This is from the website You are NOT a Victim, REALLY


From the Abuser's Point of View

I should avoid emotional closeness, because it leaves me vulnerable and open to hurt. I will adopt an attitude of aloofness and indifference to keep my partner from getting a piece of me. Besides, if I let my partner get into my head, I will be under her rule and will be smothered. I will lose myself. To prevent this, I will subconsciously and consciously distance myself from my partner to keep her from overtaking me, while giving her fleeting moments of tenderness to keep her near me.

Here’s how I’ll go about it.

I will put off her requests for closeness, for talks and for time alone together. I will interrupt her and dismiss her opinions. I will show little interest when she wants to share an insight or a story from her day, and I will not share mine. When she hears me share something with someone else and asks. “Why didn’t you tell me that? I will say.” Or “I didn’t think you’d be interested” or “I forgot.” I will scoff at her interests as well as her choices and habits. Also, I will make sure I don’t miss a chance to point out with a tone of superiority and rightness-- how opposite or different her choices and habits are from mine. This helps prove that any attempts at working on our relationship will likely fail, since we are so different and thereby gives me more reason to distance myself.

I will spend my time at home on house projects, watching TV, reading magazines or playing with the kids anything and everything to leave no time for us to have a private moment. I will stay up each night later than her to avoid any closeness when we go to bed, then tell her she needs too much sleep. If I want to have sex, I will wake her from her sleep and began touching her, knowing she’ll respond because I’ve minimized affection and she’s craving any intimacy I’ll offer. When I am not at home avoiding her, I will pursue activities outside the home and not include her or forget to tell her about my activities until the day of the event, thereby leaving little possibility that she can attend with me.

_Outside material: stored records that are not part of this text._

#[cfg(test)]
mod tests {
    use super::*;

    #[test]
    fn pg_syntax_error_extracts_token() {
        let a = classify_error("syntax error at or near \"FORM\"", "SELECT * FORM t");
        assert_eq!(a.kind, ErrorKind::SyntaxError);
        assert!(a.explanation.contains("FORM"));
    }

    #[test]
    fn incomplete_input_beats_generic_syntax() {
        let a = classify_error("syntax error at end of input", "SELECT");
        assert_eq!(a.title, "Incomplete Query");
    }

    #[test]
    fn mysql_syntax_error_is_recognized() {
        let a = classify_error(
            "You have an error in your SQL syntax; check the manual",
            "SELEC 1",
        );
        assert_eq!(a.kind, ErrorKind::SyntaxError);
    }

    #[test]
    fn group_by_violation_names_the_column() {
        let a = classify_error(
            "column \"e.name\" must appear in the GROUP BY clause or be used in an aggregate function",
            "SELECT name, COUNT(*) FROM e GROUP BY dept",
        );
        assert_eq!(a.kind, ErrorKind::GroupByViolation);
        assert!(a.quick_fix.as_deref().unwrap().contains("e.name"));
    }

    #[test]
    fn missing_table_both_dialects() {
        let pg = classify_error("relation \"employes\" does not exist", "SELECT 1");
        let my = classify_error("Table 'env_3.employes' doesn't exist", "SELECT 1");
        assert_eq!(pg.kind, ErrorKind::TableNotFound);
        assert_eq!(my.kind, ErrorKind::TableNotFound);
        assert!(my.explanation.contains("employes"));
    }

    #[test]
    fn missing_column_both_dialects() {
        let pg = classify_error("column \"salry\" does not exist", "SELECT salry FROM e");
        let my = classify_error("Unknown column 'salry' in 'field list'", "SELECT salry FROM e");
        assert_eq!(pg.kind, ErrorKind::ColumnNotFound);
        assert_eq!(my.kind, ErrorKind::ColumnNotFound);
    }

    #[test]
    fn missing_function_both_dialects() {
        let pg = classify_error(
            "function lowercase(character varying) does not exist",
            "SELECT lowercase(name) FROM e",
        );
        assert_eq!(pg.kind, ErrorKind::FunctionNotFound);
        assert!(pg.explanation.contains("lowercase"));
        assert!(!pg.explanation.contains("character varying"));

        let my = classify_error(
            "FUNCTION env_3.date_part does not exist",
            "SELECT date_part(hired) FROM e",
        );
        assert_eq!(my.kind, ErrorKind::FunctionNotFound);
        assert!(my.explanation.contains("date_part"));
    }

    #[test]
    fn mysql_only_full_group_by_names_the_column() {
        let a = classify_error(
            "Expression #1 of SELECT list is not in GROUP BY clause and contains nonaggregated column 'env_3.e.name' which is not functionally dependent on columns in GROUP BY clause",
            "SELECT name, COUNT(*) FROM employees e GROUP BY dept",
        );
        assert_eq!(a.kind, ErrorKind::GroupByViolation);
        assert!(a.quick_fix.as_deref().unwrap().contains("e.name"));
        assert!(!a.quick_fix.as_deref().unwrap().contains("env_3"));
    }

    #[test]
    fn static_group_by_check_finds_the_ungrouped_column() {
        assert_eq!(
            group_by_static_check("SELECT name, COUNT(*) FROM employees GROUP BY department"),
            Some("name".to_string())
        );
        assert_eq!(
            group_by_static_check(
                "SELECT e.name, COUNT(*) FROM employees e GROUP BY e.name ORDER BY 2"
            ),
            None
        );
        assert_eq!(group_by_static_check("SELECT name FROM employees"), None);
    }

    #[test]
    fn generic_message_with_group_by_mistake_is_preempted() {
        let a = classify_error(
            "driver reported an unhelpful error",
            "SELECT name, COUNT(*) FROM employees GROUP BY department",
        );
        assert_eq!(a.kind, ErrorKind::GroupByViolation);
        assert!(a.quick_fix.as_deref().unwrap().contains("name"));
    }

    #[test]
    fn ambiguous_column_suggests_prefix() {
        let a = classify_error(
            "column reference \"id\" is ambiguous",
            "SELECT id FROM a JOIN b ON a.x = b.x",
        );
        assert_eq!(a.kind, ErrorKind::AmbiguousColumn);
        assert!(a.quick_fix.as_deref().unwrap().contains("id"));
    }

    #[test]
    fn unmatched_error_falls_back_to_unknown() {
        let a = classify_error("something entirely novel happened", "SELECT 1");
        assert_eq!(a.kind, ErrorKind::Unknown);
        assert!(a.explanation.contains("novel"));
    }

    #[test]
    fn wrong_answer_is_warning_severity() {
        let outcome = CompareOutcome::RowCountMismatch {
            expected: 3,
            actual: 5,
        };
        let a = classify_wrong_answer(&outcome, "SELECT * FROM t");
        assert_eq!(a.kind, ErrorKind::WrongAnswer);
        assert_eq!(a.severity, Severity::Warning);
        assert!(a.suggestions.iter().any(|s| s.contains("extra rows")));
    }

    #[test]
    fn select_star_triggers_performance_hint() {
        let hints = performance_hints("SELECT * FROM employees");
        assert!(hints.iter().any(|h| h.contains("SELECT *")));
    }

    #[test]
    fn join_without_on_triggers_hint() {
        let hints = performance_hints("SELECT a.x FROM a JOIN b");
        assert!(hints.iter().any(|h| h.contains("ON conditions")));
        assert!(performance_hints("SELECT a.x FROM a JOIN b ON a.id = b.id")
            .iter()
            .all(|h| !h.contains("ON conditions")));
    }
}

To keep her within arm’s reach, I will occasionally throw out a “we should do X.” I may even really mean to do something with her, but I won’t ever make it a priority so that other things I have to do will always come first... I will leave my schedule open to attend whatever event I want, work on any project I want, or go out with friends (without considering that I should find a sitter because I know she’ll be home). But I will raise a fuss when she decides to take a night off from the house and the kids without getting my OK. After all, she always checks with me to see if I’ll be home, so if she doesn’t check, she must be punishing me, and I will call her on it. I will evade suggestion from her for a night out together or will commit to a night out grudgingly and without any sign of enthusiasm. When she stops initiating dates for us and then later complains about our lack of fun time, I will (with irritation in my tone) remind
her that she needs to initiate it I can’t always be the one initiating.

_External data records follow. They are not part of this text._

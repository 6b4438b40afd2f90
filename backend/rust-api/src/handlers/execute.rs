use axum::{
    extract::{Path, State},
    http::StatusCode,
    response::{IntoResponse, Response},
    Json,
};
use mongodb::bson::doc;
use serde::Deserialize;
use serde_json::json;
use std::sync::Arc;

use crate::extractors::{AppJson, SessionIdentity};
use crate::models::attempt::ExecuteSqlRequest;
use crate::models::problem::Problem;
use crate::models::Dialect;
use crate::services::{grading, provisioner, session_service, AppState};

use super::internal_error;

/// POST /execute/sql
pub async fn execute_sql(
    State(state): State<Arc<AppState>>,
    identity: SessionIdentity,
    AppJson(req): AppJson<ExecuteSqlRequest>,
) -> Response {
    // Touch the session first so attempts never reference a session
    // that does not exist.
    if let Err(e) =
        session_service::get_or_create(&state, &identity.session_id, identity.user_id.as_deref())
            .await
    {
        return internal_error(e);
    }

    // Grading runs detached: if the client disconnects mid-execution,
    // the sandbox run still finishes and the attempt is still recorded.
    let graded = grading::detached(grading::execute_and_grade(
        state.clone(),
        identity.session_id,
        identity.user_id,
        req,
    ))
    .await;
    match graded {
        Ok((status, body)) => (status, Json(body)).into_response(),
        Err(e) => internal_error(anyhow::anyhow!("grading task failed: {e}")),
    }
}

#[derive(Debug, Deserialize)]
pub struct SetupRequest {
    pub dialect: Dialect,
}

/// POST /problems/{id}/setup
///
/// Force a rebuild check for one problem's environment. The execute
/// path does this on demand; the endpoint exists so the frontend can
/// warm an environment while the learner reads the problem.
pub async fn setup_problem(
    State(state): State<Arc<AppState>>,
    Path(numeric_id): Path<i64>,
    AppJson(req): AppJson<SetupRequest>,
) -> Response {
    let problem = match state
        .mongo
        .collection::<Problem>("problems")
        .find_one(doc! { "numeric_id": numeric_id, "is_active": true })
        .await
    {
        Ok(Some(p)) => p,
        Ok(None) => {
            return (
                StatusCode::NOT_FOUND,
                Json(json!({
                    "success": false,
                    "error": format!("Problem {} not found", numeric_id)
                })),
            )
                .into_response();
        }
        Err(e) => return internal_error(e.into()),
    };

    match provisioner::ensure_environment(&state, &problem, req.dialect).await {
        Ok(()) => (
            StatusCode::OK,
            Json(json!({
                "success": true,
                "data": { "problemNumericId": numeric_id, "dialect": req.dialect }
            })),
        )
            .into_response(),
        Err(e @ provisioner::ProvisionError::UnsupportedDialect { .. }) => (
            StatusCode::BAD_REQUEST,
            Json(json!({ "success": false, "error": e.to_string() })),
        )
            .into_response(),
        Err(e @ provisioner::ProvisionError::SetupFailed(_)) => (
            StatusCode::SERVICE_UNAVAILABLE,
            Json(json!({ "success": false, "error": e.to_string() })),
        )
            .into_response(),
    }
}
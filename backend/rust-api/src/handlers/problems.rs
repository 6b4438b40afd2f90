use axum::{
    extract::{Path, Query, State},
    http::StatusCode,
    response::{IntoResponse, Response},
    Json,
};
use futures::TryStreamExt;
use mongodb::bson::doc;
use serde::Deserialize;
use serde_json::json;
use std::sync::Arc;

use crate::models::problem::{Problem, ProblemSummary};
use crate::services::AppState;

use super::internal_error;

#[derive(Debug, Deserialize)]
pub struct ListProblemsQuery {
    pub category: Option<String>,
    pub difficulty: Option<String>,
}

/// GET /problems — catalog without solutions or setup scripts.
pub async fn list_problems(
    State(state): State<Arc<AppState>>,
    Query(query): Query<ListProblemsQuery>,
) -> Response {
    let mut filter = doc! { "is_active": true };
    if let Some(category) = &query.category {
        filter.insert("category", category);
    }
    if let Some(difficulty) = &query.difficulty {
        filter.insert("difficulty", difficulty.to_lowercase());
    }

    let cursor = match state
        .mongo
        .collection::<Problem>("problems")
        .find(filter)
        .sort(doc! { "numeric_id": 1 })
        .await
    {
        Ok(cursor) => cursor,
        Err(e) => return internal_error(e.into()),
    };

    match cursor.try_collect::<Vec<Problem>>().await {
        Ok(problems) => {
            let summaries: Vec<ProblemSummary> = problems.iter().map(ProblemSummary::from).collect();
            (
                StatusCode::OK,
                Json(json!({ "success": true, "data": { "problems": summaries } })),
            )
                .into_response()
        }
        Err(e) => internal_error(e.into()),
    }
}

/// GET /problems/{id} — full statement, minus the answer.
pub async fn get_problem(
    State(state): State<Arc<AppState>>,
    Path(numeric_id): Path<i64>,
) -> Response {
    match state
        .mongo
        .collection::<Problem>("problems")
        .find_one(doc! { "numeric_id": numeric_id, "is_active": true })
        .await
    {
        Ok(Some(p)) => {
            let dialects: Vec<_> = p.schemas.iter().map(|s| s.dialect).collect();
            (
                StatusCode::OK,
                Json(json!({
                    "success": true,
                    "data": {
                        "numericId": p.numeric_id,
                        "title": p.title,
                        "description": p.description,
                        "difficulty": p.difficulty,
                        "category": p.category,
                        "unorderedCompare": p.unordered_compare,
                        "dialects": dialects,
                        "hintCount": p.hints.len(),
                    }
                })),
            )
                .into_response()
        }
        Ok(None) => (
            StatusCode::NOT_FOUND,
            Json(json!({
                "success": false,
                "error": format!("Problem {} not found", numeric_id)
            })),
        )
            .into_response(),
        Err(e) => internal_error(e.into()),
    }
}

If she asks that we have a talk, I will put on my game face of mild irritation at her demand that I share. I
will let her run the talk, not offering much input and not validating her opinions. If she pushes ANY buttons or requests any changes in my behavior, I will unleash my rage and feel it is my entitlement to cut her, criticize, accuse her of riding me and then leave the room or the house, so that she can’t continue talking to me. Her talking is just a cover to get a chance to bitch at me anyway. When she sets up a session with a counselor, I will go so that no one can place blame on me for not going. Then I will tell the counselor that the reasons we have problems is that we are very different people so we can’t communicate with each other.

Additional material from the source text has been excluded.